Value-Space Slicing — vslice

odata[, r, t, p] = reader.vslice(*args, unit=None, mesh=None, scales=True,
                                 bounds_error=True, fill_value=None)

vslice is a superset of read() that additionally accepts physical coordinate values as positional arguments. Passing a Quantity or a bare scalar for an axis locates the two nearest grid points, loads a 2-element window, and linearly interpolates to the target value; the resulting axis has size 1. Index-space arguments (slice, int, None, Ellipsis) are handled identically to read().

bounds_error

If True (default), raise ValueError when a value is outside the coordinate range. Set to False and supply a fill_value to replace out-of-bounds points; pass fill_value=None to extrapolate silently.
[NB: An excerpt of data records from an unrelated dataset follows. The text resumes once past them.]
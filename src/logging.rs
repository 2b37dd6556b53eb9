use std::path::PathBuf;
use tracing::{info, Level};
use tracing_appender::non_blocking::WorkerGuard;
use tracing_appender::{non_blocking, rolling};
use tracing_subscriber::{fmt, layer::SubscriberExt, util::SubscriberInitExt, EnvFilter, Layer};

use crate::error::{Result, SubtitlerError};

pub const LOG_FILE_NAME: &str = "subtitler.log";

/// Process-wide logging setup, applied once by the binary.
///
/// Library code only emits `tracing` events and never installs a subscriber.
#[derive(Debug, Clone, Default, PartialEq, Eq)]
pub struct LoggingConfig {
    pub verbose: bool,
    /// Also log to a daily rotated file in this directory
    pub directory: Option<PathBuf>,
}

impl LoggingConfig {
    pub fn new(verbose: bool) -> Self {
        Self {
            verbose,
            directory: None,
        }
    }

    pub fn with_directory(mut self, directory: Option<PathBuf>) -> Self {
        self.directory = directory;
        self
    }

    pub fn level(&self) -> Level {
        if self.verbose { Level::DEBUG } else { Level::INFO }
    }

    /// Install the global subscriber.
    ///
    /// The returned guard flushes the file writer and must live until exit.
    pub fn init(&self) -> Result<Option<WorkerGuard>> {
        let log_level = self.level();

        let console_layer = fmt::layer()
            .with_writer(std::io::stderr)
            .with_target(false)
            .boxed();

        let (file_layer, guard) = match &self.directory {
            Some(log_dir) => {
                std::fs::create_dir_all(log_dir)?;
                let (writer, guard) = non_blocking(rolling::daily(log_dir, LOG_FILE_NAME));
                let layer = fmt::layer()
                    .with_writer(writer)
                    .with_target(false)
                    .with_ansi(false)
                    .boxed();
                (Some(layer), Some(guard))
            }
            None => (None, None),
        };

        tracing_subscriber::registry()
            .with(EnvFilter::from_default_env().add_directive(log_level.into()))
            .with(console_layer)
            .with(file_layer)
            .try_init()
            .map_err(|e| SubtitlerError::Config(format!("Failed to initialize logging: {}", e)))?;

        match &self.directory {
            Some(dir) => info!("Logging initialized - level: {}, file: {}", log_level, dir.join(LOG_FILE_NAME).display()),
            None => info!("Logging initialized - level: {}", log_level),
        }

        Ok(guard)
    }
}
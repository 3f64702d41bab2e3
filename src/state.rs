use crate::config::AppConfig;
use crate::services::backend::BookingBackend;
use crate::services::notify::ConfirmationMailer;

pub struct AppState {
    pub config: AppConfig,
    pub backend: Box<dyn BookingBackend>,
    pub mailer: Box<dyn ConfirmationMailer>,
}
pub mod booking;
pub mod slot;

pub use booking::{
    BookingFormInput, BookingOutcome, DocumentType, FieldErrors, NotificationResult, RejectReason,
    VisitBookingRequest,
};
pub use slot::{VisitSlot, VisitTime};
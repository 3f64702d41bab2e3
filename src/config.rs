use std::env;

#[derive(Clone, Debug)]
pub struct AppConfig {
    pub port: u16,
    pub supabase: SupabaseConfig,
    pub emailjs: EmailJsConfig,
}

/// Credentials for the booking RPC. Empty values mean the deployment has
/// no backend; submissions then fail with an operator-facing message.
#[derive(Clone, Debug, Default)]
pub struct SupabaseConfig {
    pub url: String,
    pub anon_key: String,
}

impl SupabaseConfig {
    pub fn is_configured(&self) -> bool {
        !self.url.trim().is_empty() && !self.anon_key.trim().is_empty()
    }
}

/// EmailJS credentials. Absence turns the mailer into a silent no-op.
#[derive(Clone, Debug, Default)]
pub struct EmailJsConfig {
    pub service_id: String,
    pub template_id: String,
    pub public_key: String,
}

impl EmailJsConfig {
    pub fn is_configured(&self) -> bool {
        !self.service_id.trim().is_empty()
            && !self.template_id.trim().is_empty()
            && !self.public_key.trim().is_empty()
    }
}

impl AppConfig {
    pub fn from_env() -> Self {
        Self {
            port: env::var("PORT")
                .ok()
                .and_then(|v| v.parse().ok())
                .unwrap_or(3000),
            supabase: SupabaseConfig {
                url: env::var("SUPABASE_URL").unwrap_or_default(),
                anon_key: env::var("SUPABASE_ANON_KEY").unwrap_or_default(),
            },
            emailjs: EmailJsConfig {
                service_id: env::var("EMAILJS_SERVICE_ID").unwrap_or_default(),
                template_id: env::var("EMAILJS_TEMPLATE_ID").unwrap_or_default(),
                public_key: env::var("EMAILJS_PUBLIC_KEY").unwrap_or_default(),
            },
        }
    }
}

#[cfg(test)]
mod tests {
    use super::*;

    #[test]
    fn test_supabase_configured_needs_both_values() {
        assert!(!SupabaseConfig::default().is_configured());
        assert!(!SupabaseConfig { url: "https://x.supabase.co".into(), anon_key: "".into() }
            .is_configured());
        assert!(!SupabaseConfig { url: "  ".into(), anon_key: "key".into() }.is_configured());
        assert!(SupabaseConfig { url: "https://x.supabase.co".into(), anon_key: "key".into() }
            .is_configured());
    }

    #[test]
    fn test_emailjs_configured_needs_all_three_values() {
        assert!(!EmailJsConfig::default().is_configured());
        assert!(!EmailJsConfig {
            service_id: "s".into(),
            template_id: "t".into(),
            public_key: "".into()
        }
        .is_configured());
        assert!(EmailJsConfig {
            service_id: "s".into(),
            template_id: "t".into(),
            public_key: "k".into()
        }
        .is_configured());
    }
}
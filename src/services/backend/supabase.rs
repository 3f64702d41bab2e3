use async_trait::async_trait;
use serde_json::json;

use super::{BackendError, BookingBackend};
use crate::config::SupabaseConfig;
use crate::models::VisitBookingRequest;

/// Booking store backed by a Supabase `create_visit_booking` RPC, reached
/// through the PostgREST endpoint with the project's anon key.
pub struct SupabaseRpcBackend {
    config: SupabaseConfig,
    client: reqwest::Client,
}

impl SupabaseRpcBackend {
    pub fn new(config: SupabaseConfig) -> Self {
        Self { config, client: reqwest::Client::new() }
    }

    fn rpc_url(&self) -> String {
        format!(
            "{}/rest/v1/rpc/create_visit_booking",
            self.config.url.trim_end_matches('/')
        )
    }
}

#[async_trait]
impl BookingBackend for SupabaseRpcBackend {
    async fn create_visit_booking(
        &self,
        request: &VisitBookingRequest,
    ) -> Result<String, BackendError> {
        if !self.config.is_configured() {
            return Err(BackendError::NotConfigured(
                "The booking backend is not configured. Set SUPABASE_URL and \
                 SUPABASE_ANON_KEY and restart the service."
                    .to_string(),
            ));
        }

        let body = json!({
            "p_project_name": request.project_name,
            "p_first_name": request.first_name,
            "p_last_name": request.last_name,
            "p_document_type": request.document_type.as_str(),
            "p_document_number": request.document_number,
            "p_phone_primary": request.phone_primary,
            "p_phone_alt": request.phone_alt,
            "p_email": request.email,
            "p_slot_at": request.slot.wire_format(),
        });

        tracing::debug!(slot = %request.slot.wire_format(), "submitting visit booking");

        let response = self
            .client
            .post(self.rpc_url())
            .header("apikey", &self.config.anon_key)
            .bearer_auth(&self.config.anon_key)
            .json(&body)
            .send()
            .await?;

        let status = response.status();
        let text = response.text().await?;

        if !status.is_success() {
            tracing::warn!(%status, "booking RPC rejected the request");
            return Err(BackendError::Rpc(rpc_error_message(&text)));
        }

        // The procedure returns the booking UUID as a bare JSON string. Any
        // other shape maps to an empty id, which the caller rejects.
        match serde_json::from_str::<serde_json::Value>(&text) {
            Ok(serde_json::Value::String(id)) => Ok(id),
            _ => Ok(String::new()),
        }
    }
}

/// PostgREST error bodies carry the RAISE text in a `message` field; fall
/// back to the raw body when the shape differs.
fn rpc_error_message(body: &str) -> String {
    serde_json::from_str::<serde_json::Value>(body)
        .ok()
        .and_then(|v| v.get("message").and_then(|m| m.as_str()).map(str::to_string))
        .unwrap_or_else(|| body.to_string())
}
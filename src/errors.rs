use axum::http::StatusCode;
use axum::response::{IntoResponse, Response};

use crate::models::{FieldErrors, RejectReason};

#[derive(Debug, thiserror::Error)]
pub enum AppError {
    #[error("invalid form input")]
    Validation(FieldErrors),

    #[error("{message}")]
    Booking { reason: RejectReason, message: String },
}

impl IntoResponse for AppError {
    fn into_response(self) -> Response {
        match self {
            AppError::Validation(fields) => {
                let body = serde_json::json!({
                    "error": "invalid form input",
                    "fields": fields,
                });
                (StatusCode::UNPROCESSABLE_ENTITY, axum::Json(body)).into_response()
            }
            AppError::Booking { reason, message } => {
                let status = match reason {
                    RejectReason::SlotFull => StatusCode::CONFLICT,
                    RejectReason::InvalidSlot => StatusCode::UNPROCESSABLE_ENTITY,
                    RejectReason::BackendUnconfigured => StatusCode::SERVICE_UNAVAILABLE,
                    RejectReason::Unknown => StatusCode::BAD_GATEWAY,
                };
                let body = serde_json::json!({ "error": message, "reason": reason });
                (status, axum::Json(body)).into_response()
            }
        }
    }
}
pub async fn health() -> &'static str {
    "OK"
}
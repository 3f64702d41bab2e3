use chrono::NaiveDate;
use once_cell::sync::Lazy;
use regex::Regex;

use crate::models::slot::{VisitSlot, VisitTime};
use crate::models::{BookingFormInput, DocumentType, FieldErrors, VisitBookingRequest};
use crate::services::slots;

/// Sentinel the project dropdown submits when no project is chosen.
pub const PROJECT_NONE: &str = "__none__";

static EMAIL_REGEX: Lazy<Regex> = Lazy::new(|| {
    Regex::new(r"^[A-Za-z0-9._%+-]+@[A-Za-z0-9.-]+\.[A-Za-z]{2,}$")
        .expect("email pattern is well-formed")
});

fn within(s: &str, min: usize, max: usize) -> bool {
    let n = s.chars().count();
    n >= min && n <= max
}

/// Check every field of `input` against the booking rules and produce a
/// normalized request. All offending fields are reported in one pass, keyed
/// by field name; `today` pins the calendar day for date eligibility.
pub fn validate(
    input: &BookingFormInput,
    today: NaiveDate,
) -> Result<VisitBookingRequest, FieldErrors> {
    let mut errors = FieldErrors::new();

    let first_name = input.first_name.trim();
    if !within(first_name, 2, 80) {
        errors.insert("first_name", "First name must have between 2 and 80 characters.".into());
    }

    let last_name = input.last_name.trim();
    if !within(last_name, 2, 80) {
        errors.insert("last_name", "Last name must have between 2 and 80 characters.".into());
    }

    let document_type = DocumentType::parse(input.document_type.trim());
    if document_type.is_none() {
        errors.insert("document_type", "Document type must be BI or PASSAPORTE.".into());
    }

    let document_number = input.document_number.trim();
    if !within(document_number, 4, 40) {
        errors.insert(
            "document_number",
            "Document number must have between 4 and 40 characters.".into(),
        );
    }

    let phone_primary = input.phone_primary.trim();
    if !within(phone_primary, 6, 30) {
        errors.insert(
            "phone_primary",
            "Primary phone must have between 6 and 30 characters.".into(),
        );
    }

    let phone_alt = match input.phone_alt.as_deref().map(str::trim) {
        None | Some("") => None,
        Some(s) if !within(s, 1, 30) => {
            errors.insert("phone_alt", "Alternate phone must have at most 30 characters.".into());
            None
        }
        Some(s) => Some(s.to_string()),
    };

    let email = input.email.trim();
    if !within(email, 1, 120) || !EMAIL_REGEX.is_match(email) {
        errors.insert(
            "email",
            "Enter a valid email address with at most 120 characters.".into(),
        );
    }

    let project_name = match input.project_name.as_deref().map(str::trim) {
        None | Some("") | Some(PROJECT_NONE) => None,
        Some(s) if !within(s, 1, 120) => {
            errors.insert("project_name", "Project name must have at most 120 characters.".into());
            None
        }
        Some(s) => Some(s.to_string()),
    };

    let visit_date = parse_visit_date(input.visit_date.trim(), today, &mut errors);

    let visit_time = VisitTime::parse(input.visit_time.trim());
    if visit_time.is_none() {
        errors.insert("visit_time", "Visit time must be 10:00 or 15:00.".into());
    }

    // A `None` in any of the three parsed values always comes with a
    // recorded error, so the success arm never loses information.
    match (document_type, visit_date, visit_time) {
        (Some(document_type), Some(date), Some(time)) if errors.is_empty() => {
            Ok(VisitBookingRequest {
                project_name,
                first_name: first_name.to_string(),
                last_name: last_name.to_string(),
                document_type,
                document_number: document_number.to_string(),
                phone_primary: phone_primary.to_string(),
                phone_alt,
                email: email.to_string(),
                slot: VisitSlot::new(date, time),
            })
        }
        _ => Err(errors),
    }
}

fn parse_visit_date(
    raw: &str,
    today: NaiveDate,
    errors: &mut FieldErrors,
) -> Option<NaiveDate> {
    if raw.is_empty() {
        errors.insert("visit_date", "Choose a visit date.".into());
        return None;
    }
    let date = match NaiveDate::parse_from_str(raw, "%Y-%m-%d") {
        Ok(date) => date,
        Err(_) => {
            errors.insert("visit_date", "Visit date must use the YYYY-MM-DD format.".into());
            return None;
        }
    };
    if !slots::is_eligible_on(date, today) {
        errors.insert(
            "visit_date",
            "Visits take place on Wednesdays and Fridays only, from today onwards.".into(),
        );
        return None;
    }
    Some(date)
}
When scales=True, value-interpolated axes return the target coordinate as a length-1 Quantity; index-space axes return the corresponding coordinate slice as usual.

File Lifecycle

Readers hold an open HDF file handle. Use the context-manager protocol to guarantee cleanup:

with PsiData('br001001.h5') as reader:
    data, r, t, p = reader.read(unit='Gauss')

Alternatively, call reader.close() and reader.open() to manage the handle explicitly. The handle is also released automatically when the reader is garbage-collected.

Supported Quantities

MAS (19 quantities):

Key(s)

Description

Code unit

Stagger (r, θ, φ)

br, bt, bp

Magnetic field components

MAS_b (≈ 2.2 G)

HALF/MAIN/MAIN, MAIN/HALF/MAIN, MAIN/MAIN/HALF

vr, vt, vp

Velocity components

MAS_v (≈ 481 km s⁻¹)

MAIN/HALF/HALF, HALF/MAIN/HALF, HALF/HALF/MAIN

jr, jt, jp

Current density components

MAS_j

MAIN/HALF/HALF, HALF/MAIN/HALF, HALF/HALF/MAIN

t, te, tp

Temperature (single / electron / proton)

MAS_t (≈ 28 MK)

HALF/HALF/HALF

rho

Mass density

MAS_n (10⁸ cm⁻³)

HALF/HALF/HALF

p

Thermal pressure

MAS_p

HALF/HALF/HALF

ep, em

Alfvén wave energy density (outward / inward)

MAS_p

HALF/HALF/HALF

zp, zm

Elsässer wave amplitudes (outward / inward)

MAS_v

HALF/HALF/HALF

heat

Volumetric coronal heating rate

MAS_heat

HALF/HALF/HALF

POT3D (3 quantities): br, bt, bp — magnetic field components, unit POT3D_b (dimensionless by default; see the PsiData() warning regarding unit declaration).

Examples

Full MAS radial field read with coordinate scales:

from psi_io.mhd_io import PsiData

reader = PsiData('br001001.h5')
data, r, t, p = reader.read()              # code units (MAS_b)
data, r, t, p = reader.read(unit='Gauss')  # convert to Gauss on the fly

Partial read — inner radial shell in CGS base units, coordinates suppressed:

data = reader.read(slice(0, 10), unit='physical', scales=False)

Value-space slice — extract the r = 2.5 R☉ surface:

data, r, t, p = reader.vslice(2.5, unit='Gauss')  # bare scalar → native coord unit

POT3D file — unit must be declared at construction because it is not encoded in the file:

reader = PsiData('br001.hdf', model='pot3d', unit='Gauss')
data, r, t, p = reader.read()

Inspect metadata without loading data:

reader = PsiData('rho001001.h5')
reader.quantity      # 'rho'
reader.description   # 'MAS Density'
reader.unit          # MAS_n
reader.mesh          # (Mesh.HALF, Mesh.HALF, Mesh.HALF)
reader.is_cached     # False
reader.shape         # (Nφ, Nθ, Nr) — numpy storage order

Functions

PsiData(ifile, /[, model])

Open a PSI MAS or POT3D HDF file and return the appropriate data reader.